━━━━━ MATERIAL FOR THIS TASK

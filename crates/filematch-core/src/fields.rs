//! Field-spec checks: a conjunction of per-field rules.

use std::collections::BTreeMap;

use crate::check::FieldCheck;
use crate::record::{gate, lookup, FieldValue, FileLike};

/// A compiled field-spec check.
///
/// Evaluates every `(field, rule)` pair in deterministic key order and
/// short-circuits on the first failure.
#[derive(Debug, Clone)]
pub struct FieldMatcher {
    specs: BTreeMap<String, FieldCheck>,
}

impl FieldMatcher {
    pub(crate) fn new(specs: BTreeMap<String, FieldCheck>) -> Self {
        Self { specs }
    }

    /// Tests a record against all field rules.
    ///
    /// Gate-failing candidates never match, before any field is inspected.
    #[must_use]
    pub fn matches(&self, file: &dyn FileLike) -> bool {
        if !gate(file) {
            return false;
        }
        self.specs
            .iter()
            .all(|(field, check)| field_matches(file, field, check))
    }
}

fn field_matches(file: &dyn FileLike, field: &str, check: &FieldCheck) -> bool {
    let value = lookup(file, field);
    match check {
        FieldCheck::Ignore => true,
        FieldCheck::Exists(required) => *required == value.is_some(),
        // Strict: a present non-string value never equals.
        FieldCheck::Equals(expected) => value == Some(FieldValue::Str(expected.as_str())),
        FieldCheck::Partial { prefix, suffix } => {
            let Some(FieldValue::Str(value)) = value else {
                return false;
            };
            prefix.as_deref().map_or(true, |p| value.starts_with(p))
                && suffix.as_deref().map_or(true, |s| value.ends_with(s))
        }
    }
}

#[cfg(test)]
mod tests {
    use super::*;
    use crate::record::MemoryFile;

    fn matcher<const N: usize>(specs: [(&str, FieldCheck); N]) -> FieldMatcher {
        FieldMatcher::new(
            specs
                .into_iter()
                .map(|(k, v)| (k.to_string(), v))
                .collect(),
        )
    }

    fn readme() -> MemoryFile {
        MemoryFile::new("readme.md")
    }

    #[test]
    fn existence_rules_follow_presence() {
        assert!(matcher([("stem", FieldCheck::Exists(true))]).matches(&readme()));
        assert!(!matcher([("stem", FieldCheck::Exists(false))]).matches(&readme()));
        assert!(matcher([("missing", FieldCheck::Exists(false))]).matches(&readme()));
        assert!(!matcher([("missing", FieldCheck::Exists(true))]).matches(&readme()));
    }

    #[test]
    fn equality_is_strict() {
        assert!(matcher([("stem", FieldCheck::Equals("readme".into()))]).matches(&readme()));
        assert!(!matcher([("stem", FieldCheck::Equals("index".into()))]).matches(&readme()));
        assert!(!matcher([("missing", FieldCheck::Equals("readme".into()))]).matches(&readme()));
    }

    #[test]
    fn equality_rejects_non_string_values() {
        struct Tagged;
        impl FileLike for Tagged {
            fn has_messages(&self) -> bool {
                true
            }
            fn has_history(&self) -> bool {
                true
            }
            fn field(&self, name: &str) -> Option<FieldValue<'_>> {
                (name == "count").then_some(FieldValue::Other)
            }
        }

        assert!(!matcher([("count", FieldCheck::Equals("3".into()))]).matches(&Tagged));
        // Presence still counts for existence rules.
        assert!(matcher([("count", FieldCheck::Exists(true))]).matches(&Tagged));
    }

    #[test]
    fn partial_checks_prefix_and_suffix() {
        let prefix = |p: &str| FieldCheck::Partial {
            prefix: Some(p.to_string()),
            suffix: None,
        };
        let suffix = |s: &str| FieldCheck::Partial {
            prefix: None,
            suffix: Some(s.to_string()),
        };

        assert!(matcher([("stem", prefix("re"))]).matches(&readme()));
        assert!(!matcher([("stem", prefix("in"))]).matches(&readme()));
        assert!(matcher([("stem", suffix("me"))]).matches(&readme()));
        assert!(!matcher([("stem", suffix("ex"))]).matches(&readme()));
        assert!(matcher([(
            "stem",
            FieldCheck::Partial {
                prefix: Some("re".to_string()),
                suffix: Some("me".to_string()),
            },
        )])
        .matches(&readme()));
    }

    #[test]
    fn partial_without_parts_requires_a_string_value() {
        let string_only = FieldCheck::Partial {
            prefix: None,
            suffix: None,
        };
        assert!(matcher([("stem", string_only.clone())]).matches(&readme()));
        assert!(!matcher([("missing", string_only)]).matches(&readme()));
    }

    #[test]
    fn nullish_rules_are_skipped() {
        assert!(matcher([("missing", FieldCheck::Ignore)]).matches(&readme()));
    }

    #[test]
    fn rules_form_a_conjunction() {
        let both = matcher([
            ("stem", FieldCheck::Equals("readme".into())),
            ("extname", FieldCheck::Equals(".md".into())),
        ]);
        let conflicting = matcher([
            ("stem", FieldCheck::Equals("readme".into())),
            ("extname", FieldCheck::Equals(".js".into())),
        ]);
        assert!(both.matches(&readme()));
        assert!(!conflicting.matches(&readme()));
    }

    #[test]
    fn gate_failing_candidates_never_match() {
        struct Bare;
        impl FileLike for Bare {
            fn has_messages(&self) -> bool {
                false
            }
            fn has_history(&self) -> bool {
                false
            }
        }

        assert!(!matcher([("missing", FieldCheck::Exists(false))]).matches(&Bare));
        assert!(!FieldMatcher::new(BTreeMap::new()).matches(&Bare));
    }

    #[test]
    fn empty_spec_matches_any_valid_record() {
        assert!(FieldMatcher::new(BTreeMap::new()).matches(&readme()));
    }
}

━━━━━━━━━━

WHAT THE TASK ASKS:
All lines from the beginning of the entries through the line marked "key order and" are to be output exactly; nothing else belongs in the answer.

WRITTEN REPLY:
filename crates/filematch-core/src/fields.rs
//! Field-spec checks: a conjunction of per-field rules.

use std::collections::BTreeMap;

use crate::check::FieldCheck;
use crate::record::{gate, lookup, FieldValue, FileLike};

/// A compiled field-spec check.
///
/// Evaluates every `(field, rule)` pair in deterministic key order and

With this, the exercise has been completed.